I, too, argue that Korean children’s literature—in which I include poetry, prose, illustrations, and miscellaneous textual forms published in children’s magazines or newspaper columns aimed at young readers—was developed alongside the concept of the child-heart, or tongsim. A combination of the character tong for child and sim for heart/mind, the child-heart was the concept through which Korean writers justified the need for a new kind of writing. Korean scholars have acknowledged the centrality of this concept for colonial writers, yet it has for too long been taken for granted, its mechanics obscured. It is my intention to flesh out this term and trace its political and social contours. As I will show, the term “child” and “heart” cannot be taken at face value. Tong alluded to the non-adult body, and sim rendered the child intellectually and affectively different, and entirely knowable. Perhaps the most important characteristic that marked the child as distinct from the adult—the most striking feature of the tongsim—was the perception of the child’s existence on the threshold of culture: the child was closer to the flora and fauna than to acculturated adults. The child’s inherent innocence and purity demanded simultaneous protection and careful engineering. It is the tongsim that required a “translation” of the world, but that also embraced contradictory impulses of nature and culture, those very same elements under threat by the colonial regime.

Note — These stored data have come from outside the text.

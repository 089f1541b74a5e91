use raygeom::core;
use raygeom::error::{Error, SyncStatus};
use raygeom::geom;
use raygeom::render::{self, Device};

use approx::assert_relative_eq;
use rand::{Rng, SeedableRng};
use rand::rngs::StdRng;

fn single_triangle() -> geom::Mesh {
    let mut mesh = geom::Mesh::new("triangle");
    mesh.add_vertex(core::Vec::new(0.0, 0.0, 0.0));
    mesh.add_vertex(core::Vec::new(1.0, 0.0, 0.0));
    mesh.add_vertex(core::Vec::new(0.0, 1.0, 0.0));
    mesh.add_triangle(0, 1, 2, 0, false).unwrap();
    mesh.used_shaders = vec![0];
    mesh
}

fn triangle_scene(params: render::SceneParams) -> render::Scene {
    let mut scene = render::Scene::new(params);
    scene.add_shader(render::Shader::new("diffuse"));
    let mesh = scene.add_mesh(single_triangle());
    scene.add_object(render::Object::new("triangle", mesh, core::Xform::identity())).unwrap();
    scene
}

fn snapshot(device: &render::MemoryDevice) -> Vec<(String, Vec<u8>)> {
    device.buffer_names().into_iter()
            .map(|name| (name.to_string(), device.mem_read(name).unwrap_or(&[]).to_vec()))
            .collect()
}

#[test]
fn clean_scene_sync_is_a_no_op() {
    let mut scene = triangle_scene(render::SceneParams::default());
    let mut manager = render::GeometryManager::new();
    let mut device = render::MemoryDevice::new();
    let progress = render::SimpleProgress::new();

    assert_eq!(manager.device_update(&mut device, &mut scene, &progress), Ok(SyncStatus::Complete));
    let before = snapshot(&device);
    let state = manager.state.clone();
    assert!(!before.is_empty());

    assert_eq!(manager.device_update(&mut device, &mut scene, &progress), Ok(SyncStatus::Complete));
    assert_eq!(snapshot(&device), before);
    assert_eq!(manager.state, state);
}

#[test]
fn tagging_a_rebuild_builds_exactly_once() {
    let mut scene = triangle_scene(render::SceneParams::default());
    let mut manager = render::GeometryManager::new();
    let mut device = render::MemoryDevice::new();
    let progress = render::SimpleProgress::new();
    manager.device_update(&mut device, &mut scene, &progress).unwrap();

    let builds = manager.state.bvh_builds;
    scene.meshes[0].tag_update(true);
    assert_eq!(scene.meshes[0].update_state(), geom::UpdateState::DirtyRebuild);
    manager.device_update(&mut device, &mut scene, &progress).unwrap();
    assert_eq!(manager.state.bvh_builds, builds + 1);
    assert_eq!(scene.meshes[0].update_state(), geom::UpdateState::Clean);
}

#[test]
fn moved_vertices_refit_dynamic_bvh() {
    let params = render::SceneParams::default().with_bvh_type(render::BvhType::Dynamic);
    let mut scene = triangle_scene(params);
    let mut manager = render::GeometryManager::new();
    let mut device = render::MemoryDevice::new();
    let progress = render::SimpleProgress::new();
    manager.device_update(&mut device, &mut scene, &progress).unwrap();

    let builds = manager.state.bvh_builds;
    scene.meshes[0].verts[2] = core::Vec::new(0.0, 3.0, 0.0);
    scene.meshes[0].tag_update(false);
    manager.device_update(&mut device, &mut scene, &progress).unwrap();

    assert_eq!(manager.state.bvh_builds, builds);
    assert_eq!(manager.state.bvh_refits, 1);
    let bounds = manager.bvh().map(|bvh| bvh.bounds()).unwrap();
    assert_relative_eq!(bounds.max.y, 3.0);
}

#[test]
fn allocation_failure_keeps_last_good_device_state() {
    let mut scene = triangle_scene(render::SceneParams::default());
    let mut manager = render::GeometryManager::new();
    let mut device = render::MemoryDevice::new();
    let progress = render::SimpleProgress::new();
    manager.device_update(&mut device, &mut scene, &progress).unwrap();
    let before = snapshot(&device);
    let packed = manager.device_scene().clone();

    let mut rng = StdRng::seed_from_u64(3);
    let mut big = geom::Mesh::new("big");
    for _ in 0..3000 {
        let base = big.verts.len();
        for _ in 0..3 {
            big.add_vertex(core::Vec::new(rng.gen(), rng.gen(), rng.gen()));
        }
        big.add_triangle(base, base + 1, base + 2, 0, false).unwrap();
    }
    big.used_shaders = vec![0];
    let id = scene.add_mesh(big);
    scene.add_object(render::Object::new("big", id, core::Xform::identity())).unwrap();

    device.set_limit(Some(device.mem_used() + 1024));
    match manager.device_update(&mut device, &mut scene, &progress) {
        Err(Error::OutOfDeviceMemory {..}) => {},
        other => panic!("expected allocation failure, got {:?}", other)
    }
    assert_eq!(snapshot(&device), before);
    assert_eq!(manager.device_scene(), &packed);
    assert!(scene.meshes[id].need_update);

    device.set_limit(None);
    assert_eq!(manager.device_update(&mut device, &mut scene, &progress), Ok(SyncStatus::Complete));
    assert_eq!(manager.device_scene().tri_vindex.len(), 3001);
}

#[test]
fn shared_meshes_build_their_own_bvh() {
    let mut scene = triangle_scene(render::SceneParams::default());
    assert!(!scene.meshes[0].need_build_bvh());
    scene.add_object(render::Object::new("copy", 0, core::Xform::identity())).unwrap();
    assert!(scene.meshes[0].need_build_bvh());
    assert!(scene.meshes[0].is_instanced());

    let mut lone = geom::Mesh::new("lone");
    lone.has_surface_bssrdf = true;
    assert!(lone.need_build_bvh());
}

#[test]
fn packing_twice_is_bit_identical() {
    let mut rng = StdRng::seed_from_u64(11);
    let mut mesh = geom::Mesh::new("random");
    for _ in 0..30 {
        mesh.add_vertex(core::Vec::new(rng.gen(), rng.gen(), rng.gen()));
    }
    for _ in 0..20 {
        let (a, b, c) = (rng.gen_range(0..30), rng.gen_range(0..30), rng.gen_range(0..30));
        mesh.add_triangle(a, b, c, 0, rng.gen()).unwrap();
    }
    for _ in 0..5 {
        let first = mesh.curve_keys.len();
        for _ in 0..3 {
            mesh.add_curve_key(core::Vec::new(rng.gen(), rng.gen(), rng.gen()), rng.gen_range(0.01..0.1));
        }
        mesh.add_curve(first, 3, 0).unwrap();
    }
    mesh.add_vertex_normals();

    let pack = |mesh: &geom::Mesh| {
        let mut verts = vec![[0.0f32; 4]; mesh.verts.len()];
        let mut vindex = vec![[0u32; 4]; mesh.triangles.len()];
        let mut shaders = vec![0u32; mesh.triangles.len()];
        let mut normals = vec![[0.0f32; 4]; mesh.verts.len()];
        let mut keys = vec![[0.0f32; 4]; mesh.curve_keys.len()];
        let mut curves = vec![[0u32; 4]; mesh.curves.len()];
        mesh.pack_verts(&mut verts, &mut vindex, 100, 0).unwrap();
        mesh.pack_normals(&mut shaders, &mut normals).unwrap();
        mesh.pack_curves(&mut keys, &mut curves, 7).unwrap();
        let floats: Vec<u32> = verts.iter().chain(normals.iter()).chain(keys.iter())
                .flat_map(|v| v.iter().map(|x| x.to_bits()))
                .collect();
        (floats, vindex, shaders, curves)
    };
    assert_eq!(pack(&mesh), pack(&mesh));
}

#[test]
fn bounds_agree_with_primitive_bounds() {
    let mut rng = StdRng::seed_from_u64(5);
    let mut mesh = geom::Mesh::new("mixed");
    for _ in 0..10 {
        let base = mesh.verts.len();
        for _ in 0..3 {
            let p = core::Vec::new(rng.gen_range(-5.0..5.0), rng.gen_range(-5.0..5.0), rng.gen_range(-5.0..5.0));
            mesh.add_vertex(p);
        }
        mesh.add_triangle(base, base + 1, base + 2, 0, false).unwrap();
    }
    for _ in 0..4 {
        let first = mesh.curve_keys.len();
        for _ in 0..4 {
            let p = core::Vec::new(rng.gen_range(-8.0..8.0), rng.gen_range(-8.0..8.0), rng.gen_range(-8.0..8.0));
            mesh.add_curve_key(p, rng.gen_range(0.05..0.5));
        }
        mesh.add_curve(first, 4, 0).unwrap();
    }
    mesh.compute_bounds();

    let mut union = core::BBox::empty();
    for prim in mesh.primitives() {
        union = union.combine_with(&mesh.prim_bounds(&prim));
    }
    for axis in 0..3 {
        assert_relative_eq!(union.min[axis], mesh.bounds.min[axis]);
        assert_relative_eq!(union.max[axis], mesh.bounds.max[axis]);
    }
}

#[test]
fn split_vertex_appends_a_copy() {
    let mut mesh = single_triangle();
    let j = mesh.split_vertex(1).unwrap();
    assert_eq!(j, mesh.verts.len() - 1);
    assert_eq!(mesh.verts[j], mesh.verts[1]);
    assert_eq!(mesh.triangles[0], geom::Triangle::new(0, 1, 2));
    assert!(mesh.split_vertex(10).is_err());
}

#[test]
fn instanced_subdivision_mesh_packs_instance_leaves() {
    let mut scene = render::Scene::new(render::SceneParams::default());
    scene.add_shader(render::Shader::new("diffuse"));
    let mut mesh = geom::Mesh::new("patch");
    mesh.subdivision_type = geom::SubdivisionType::Linear;
    mesh.add_vertex(core::Vec::new(0.0, 0.0, 0.0));
    mesh.add_vertex(core::Vec::new(1.0, 0.0, 0.0));
    mesh.add_vertex(core::Vec::new(1.0, 1.0, 0.0));
    mesh.add_vertex(core::Vec::new(0.0, 1.0, 0.0));
    mesh.add_patch(0, 1, 2, 3, 0, true).unwrap();
    mesh.used_shaders = vec![0];
    let id = scene.add_mesh(mesh);
    for i in 0..2 {
        let tfm = core::Xform::new(core::Mat::translation(&core::Vec::new(i as f32 * 3.0, 0.0, 0.0)));
        scene.add_object(render::Object::new(&format!("copy{}", i), id, tfm)).unwrap();
    }

    let mut manager = render::GeometryManager::new()
            .with_splitter(Box::new(geom::UniformSplit {depth: 1, edge_factor: 2}));
    let mut device = render::MemoryDevice::new();
    manager.device_update(&mut device, &mut scene, &render::SimpleProgress::new()).unwrap();

    let dscene = manager.device_scene();
    assert_eq!(dscene.tri_vindex.len(), 32);
    assert_eq!(dscene.patches.len(), 1);
    let instances = dscene.prim_type.iter().filter(|&&t| t == render::packer::PRIMITIVE_INSTANCE).count();
    assert_eq!(instances, 2);
    let root = dscene.objects[0].bvh_root;
    assert_eq!(root, dscene.objects[1].bvh_root);
    assert!((root as usize) < dscene.bvh_nodes.len());
    // Dicing caches are dropped after the pass without persistent data.
    assert!(!manager.cache().has_osd_data(id));
}

#[test]
fn persistent_data_keeps_dicing_caches() {
    let params = render::SceneParams::default()
            .with_persistent_data(true)
            .with_parallel_build_threshold(1);
    let mut scene = render::Scene::new(params);
    scene.add_shader(render::Shader::new("diffuse"));
    let mut mesh = geom::Mesh::new("patch");
    mesh.subdivision_type = geom::SubdivisionType::Linear;
    mesh.add_vertex(core::Vec::new(0.0, 0.0, 0.0));
    mesh.add_vertex(core::Vec::new(1.0, 0.0, 0.0));
    mesh.add_vertex(core::Vec::new(1.0, 1.0, 0.0));
    mesh.add_vertex(core::Vec::new(0.0, 1.0, 0.0));
    mesh.add_patch(0, 1, 2, 3, 0, true).unwrap();
    mesh.used_shaders = vec![0];
    let id = scene.add_mesh(mesh);
    scene.add_object(render::Object::new("patch", id, core::Xform::identity())).unwrap();

    let mut manager = render::GeometryManager::new()
            .with_splitter(Box::new(geom::UniformSplit {depth: 1, edge_factor: 2}));
    let mut device = render::MemoryDevice::new();
    manager.device_update(&mut device, &mut scene, &render::SimpleProgress::new()).unwrap();
    assert!(manager.cache().has_osd_data(id));

    scene.mesh_mut(id).unwrap().tag_update(true);
    manager.device_update(&mut device, &mut scene, &render::SimpleProgress::new()).unwrap();
    assert!(manager.cache().has_osd_data(id));
    assert_eq!(manager.device_scene().tri_vindex.len(), 32);
}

Why is this of consequence? I return to the questions raised earlier: what can an interest in children’s literature, viewed through the concept of tongsim, contribute to our understanding of the development of modern Korean literature? First, because children’s literature has been long considered a minor genre—on the fringe, of little consequence, hardly worthy of archival preservation—it enjoyed a certain degree of freedom in hosting polyphonic, contradictory voices that quietly challenged the mainstream. More importantly, in the words of Chris Jenks, “the child, as conceptualized within both the spectrum of everyday attitudes and the professional discourses of the social sciences, is employed, consciously though often unconsciously, as a device to propound versions of sociality and social cohesion.”14 There is something about the conceptualization of the child revealed by children’s literature that can reveal “versions of sociality and social cohesion” that may otherwise be obscured. Yet thus far, the term tongsim has been accepted at face value: by chalking up the entire production of children’s literature to artistic manifestations of the child-heart, scholarship has ignored its constructed and profoundly artificial structure, without illuminating how exactly this child propounded, to use Jenks’ term, “versions of sociality and social cohesion.” The indiscriminate use of the term has obscured a clearer vision of what the child meant to different interest groups in different periods. I argue that the tongsim concept and its manifestations prompted the production of a rich and diverse body of texts and images that inscribed, both literally and figuratively, pasts, presents, and futures on the bodies and souls of the young. It is the emergence of the child-heart, the stakes claimed by writers, and the insights that their texts provide that will be the concern of this book.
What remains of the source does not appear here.